Shibbolizing Apereo CAS


This is a brief overview that explains how to shibbolize the Apereo CAS server; that is to let the CAS server be protected by an instance of the Shibboleth Service Provider, where the SP is then tasked to delegate authentication requests to a remote SAML2 identity provider. The entire SAML2 interaction is kept between the SP and the IdP while CAS on the return trip eventually picks up the user profile from the SP in form of special headers, etc.

But…Why?

This is a very elaborate setup, yes. The goal originally was to let CAS simply and directly delegate authentication requests to the SAML2 identity provider. This can very easily be done, except that in this particular case the SAML2 identity provider only supported a very specific and rather complicated variation of the SAML2 protocol, whose support is absent in CAS today. Convincing the identity provider to provide support for the more-mainstream SAML2 WebSSO Browser Profile led to a path riddled with uncertainties. After further analysis, we came to the conclusion that implementing built-in support for the IdP-supported SAML2 profile variation in CAS is unnecessarily complicated, needlessly expensive and possibly soon-to-be obsolete.

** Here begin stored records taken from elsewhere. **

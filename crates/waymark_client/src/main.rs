use bevy::prelude::*;
use waymark_simulation::{
    init_logger, log_info, log_warning, spawn_camera_rig, spawn_player, SimulationPlugin,
    WaypointTable,
};

mod camera;
mod input;
mod rendering;

use camera::CameraPlugin;
use input::InputPlugin;
use rendering::RenderingSyncPlugin;

const WAYPOINT_TABLE_PATH: &str = concat!(env!("CARGO_MANIFEST_DIR"), "/assets/sample_path.json");

fn main() {
    init_logger();

    App::new()
        // Bevy defaults (rendering, input, time, etc.)
        .add_plugins(DefaultPlugins.set(WindowPlugin {
            primary_window: Some(Window {
                title: "Waymark".to_string(),
                resolution: (1280., 720.).into(),
                ..default()
            }),
            ..default()
        }))
        // Таблица локаций до SimulationPlugin (он не перетирает resource)
        .insert_resource(load_waypoint_table())
        // Simulation (headless ECS logic)
        .add_plugins(SimulationPlugin)
        // Keyboard + on-screen pad + location buttons
        .add_plugins(InputPlugin)
        // Rendering sync (simulation → visuals)
        .add_plugins(RenderingSyncPlugin)
        // Orbit camera поверх CameraRig
        .add_plugins(CameraPlugin)
        .add_systems(Startup, setup_scene)
        .run();
}

/// Таблица из assets, при ошибке — встроенная
fn load_waypoint_table() -> WaypointTable {
    match WaypointTable::load(WAYPOINT_TABLE_PATH) {
        Ok(table) => {
            log_info(&format!(
                "Loaded {} locations from {}",
                table.len(),
                WAYPOINT_TABLE_PATH
            ));
            table
        }
        Err(err) => {
            log_warning(&format!("{}; using built-in waypoint table", err));
            WaypointTable::sample()
        }
    }
}

/// Spawn ground plane, lights, player box and camera
fn setup_scene(
    mut commands: Commands,
    mut meshes: ResMut<Assets<Mesh>>,
    mut materials: ResMut<Assets<StandardMaterial>>,
) {
    // Ground plane (20x20m)
    commands.spawn((
        Mesh3d(meshes.add(Plane3d::new(Vec3::Y, Vec2::splat(10.0)))),
        MeshMaterial3d(materials.add(Color::srgb(0.3, 0.5, 0.3))),
        Transform::from_xyz(0.0, 0.0, 0.0),
    ));

    // Directional light (sun)
    commands.spawn((
        DirectionalLight {
            illuminance: 10000.0,
            shadows_enabled: true,
            ..default()
        },
        Transform::from_rotation(Quat::from_rotation_x(-std::f32::consts::FRAC_PI_4)),
    ));

    // Ambient light
    commands.insert_resource(AmbientLight {
        color: Color::WHITE,
        brightness: 0.3,
        affects_lightmapped_meshes: false,
    });

    // Управляемая entity (visual добавит RenderingSyncPlugin)
    let player = spawn_player(&mut commands, Vec3::new(0.0, 0.5, 0.0));
    commands.entity(player).insert(rendering::NeedsVisual);

    // Camera: rig из simulation + Camera3d + orbit контроллер
    let rig = spawn_camera_rig(
        &mut commands,
        Vec3::new(10.0, 10.0, 15.0),
        Vec3::new(0.0, 0.5, 0.0),
    );
    commands
        .entity(rig)
        .insert((Camera3d::default(), camera::OrbitCamera::default()));
}
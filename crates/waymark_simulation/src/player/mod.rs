//! Player control marker + spawn helpers

use bevy::prelude::*;

use crate::camera::CameraRig;
use crate::locomotion::LocomotionController;

/// Marker component для player-controlled entity
///
/// Systems locomotion/camera работают только с entity с этим маркером.
/// В single-player режиме он ровно один.
#[derive(Component, Debug, Clone, Copy, Default)]
pub struct Player;

/// Spawn helper: управляемая entity в `position`, yaw = 0 (смотрит в −Z)
///
/// Создает entity с:
/// - Player marker
/// - LocomotionController
/// - Transform (пишется tick_locomotion каждый tick)
pub fn spawn_player(commands: &mut Commands, position: Vec3) -> Entity {
    commands
        .spawn((
            Player,
            LocomotionController::new(position, 0.0),
            Transform::from_translation(position),
        ))
        .id()
}

/// Spawn helper: CameraRig, смотрящий на `look_target`
///
/// Client добавляет к этой entity Camera3d + orbit контроллер.
pub fn spawn_camera_rig(commands: &mut Commands, position: Vec3, look_target: Vec3) -> Entity {
    commands
        .spawn((
            CameraRig::new(position, look_target),
            Transform::from_translation(position).looking_at(look_target, Vec3::Y),
        ))
        .id()
}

Of course, it is certainly possible to do. If you have to ask: all you need is love, coffee and access to decent hair conditioning products.

So the path to least resistance turned out to be a deployment with a few additional components and with a clear separation of boundaries. Thanks to Docker and outstanding help from colleagues, we managed to get this working.

Read on.

How

Starting out with a proof of concept, we came up with a dockerized deployment as such:

Shy of a pretty sequence diagram, here’s how the interaction between the above components works:

  1. Client browser attempts to access the sample CASified PHP application.
  2. Requests to the CAS /login endpoint are intercepted by the SP and Apache.
  3. The SP, configured to speak the special SAML2 protocol, routes the request to the IdP.
  4. The IdP accepts user credentials and posts back the response to the SP.
  5. The SP passes the response back to the CAS /login endpoint.
  6. CAS is configured to trust the response and proceeds to extract user profile data from the request.
  7. CAS proceeds to issue an ST for the PHP application that initiated the request.
  8. Having received and validated the ST, user is granted entry to the PHP application.

CAS

We also applied a few minor patches to CAS:

  • Ensure CAS could easily lend itself to be intercepted by Apache when running in embedded mode.
  • Ensure user profile data can correctly be recognized from the SP.
  • Ensure attributes collected from the SP can be merged and combined with CAS’ own, in cases where supplementary attribute sources are directly defined inside CAS.

The trusted authentication piece is already handled by CAS today.

How Do I…?

All patches are contributed back to the CAS project. You are most welcome! :-)

So…

Special thanks to @jtgasper3 for beautifully cementing the deployment foundation of each component via Docker, big kudos to @scalding for making the integration magic work seamlessly and to @apetro for having previously worked on the trusted authentication piece in CAS.

Of course, I intend to take all the credit.